*** Source data ***
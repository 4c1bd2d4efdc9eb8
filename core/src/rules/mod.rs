//! Search rules: each turns the normalized user query into one
//! `{should, must}` fragment with its own matching strategy and fields.

use crate::boost::BoostTable;
use crate::normalize::normalize_search_string;
use crate::query::QueryFragment;
use crate::sink::{FragmentRecord, FragmentSink};
use crate::{CatalogError, Result};
use std::collections::HashMap;
use std::fmt;
use std::sync::Arc;

mod full_match;
mod fuzzy_match;
mod partial_match;
mod prefix_match;
mod synonym;

pub use full_match::FullMatchRule;
pub use fuzzy_match::FuzzyMatchRule;
pub use partial_match::PartialMatchRule;
pub use prefix_match::PrefixMatchRule;
pub use synonym::{SynonymRule, SynonymTable};

/// Query text after [`normalize_search_string`]. Only constructible by
/// normalizing, so every holder sees the canonical form.
#[derive(Debug, Clone, PartialEq, Eq, Hash)]
pub struct NormalizedQuery(String);

impl NormalizedQuery {
    pub fn new(raw: &str) -> Self {
        NormalizedQuery(normalize_search_string(raw))
    }

    pub fn as_str(&self) -> &str {
        &self.0
    }

    pub fn is_empty(&self) -> bool {
        self.0.is_empty()
    }

    pub fn tokens(&self) -> impl Iterator<Item = &str> {
        self.0.split(' ').filter(|t| !t.is_empty())
    }
}

impl fmt::Display for NormalizedQuery {
    fn fmt(&self, f: &mut fmt::Formatter<'_>) -> fmt::Result {
        f.write_str(&self.0)
    }
}

pub trait SearchRule: Send + Sync {
    /// Stable identifier used in configuration and logs.
    fn name(&self) -> &str;

    /// Pure: reads only its arguments. An empty query yields an empty fragment.
    fn build_fragment(&self, query: &NormalizedQuery, boosts: &BoostTable) -> QueryFragment;

    fn log_fragment(&self, fragment: &QueryFragment, sink: &dyn FragmentSink) {
        if let Err(err) = sink.record(FragmentRecord::new(self.name(), fragment.clone())) {
            tracing::warn!(rule = self.name(), error = %err, "query fragment not recorded");
        }
    }
}

/// Rules by identifier, in registration order.
#[derive(Default, Clone)]
pub struct RuleRegistry {
    rules: Vec<Arc<dyn SearchRule>>,
    by_name: HashMap<String, usize>,
}

impl RuleRegistry {
    pub fn new() -> Self {
        Self::default()
    }

    /// Every built-in rule; `synonyms` feeds the `Synonym` rule.
    pub fn standard(synonyms: SynonymTable) -> Self {
        let mut registry = Self::new();
        registry.register(Arc::new(FullMatchRule));
        registry.register(Arc::new(PartialMatchRule));
        registry.register(Arc::new(FuzzyMatchRule));
        registry.register(Arc::new(PrefixMatchRule));
        registry.register(Arc::new(SynonymRule::new(synonyms)));
        registry
    }

    /// Replaces an already registered rule of the same name.
    pub fn register(&mut self, rule: Arc<dyn SearchRule>) {
        let name = rule.name().to_string();
        match self.by_name.get(&name) {
            Some(&idx) => self.rules[idx] = rule,
            None => {
                self.by_name.insert(name, self.rules.len());
                self.rules.push(rule);
            }
        }
    }

    pub fn get(&self, name: &str) -> Option<Arc<dyn SearchRule>> {
        self.by_name.get(name).map(|&idx| Arc::clone(&self.rules[idx]))
    }

    pub fn names(&self) -> Vec<&str> {
        self.rules.iter().map(|r| r.name()).collect()
    }

    /// Looks up `names` keeping their order.
    pub fn resolve<S: AsRef<str>>(&self, names: &[S]) -> Result<Vec<Arc<dyn SearchRule>>> {
        names
            .iter()
            .map(|name| {
                let name = name.as_ref();
                self.get(name).ok_or_else(|| CatalogError::UnknownRule(name.to_string()))
            })
            .collect()
    }
}

impl fmt::Debug for RuleRegistry {
    fn fmt(&self, f: &mut fmt::Formatter<'_>) -> fmt::Result {
        f.debug_struct("RuleRegistry").field("rules", &self.names()).finish()
    }
}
*** End of Source data ***
§ Task goal: Show, from the records above, every line that includes "SearchRule".

§ Written solution:
pub trait SearchRule: Send + Sync {
    rules: Vec<Arc<dyn SearchRule>>,
    pub fn register(&mut self, rule: Arc<dyn SearchRule>) {
    pub fn get(&self, name: &str) -> Option<Arc<dyn SearchRule>> {
    pub fn resolve<S: AsRef<str>>(&self, names: &[S]) -> Result<Vec<Arc<dyn SearchRule>>> {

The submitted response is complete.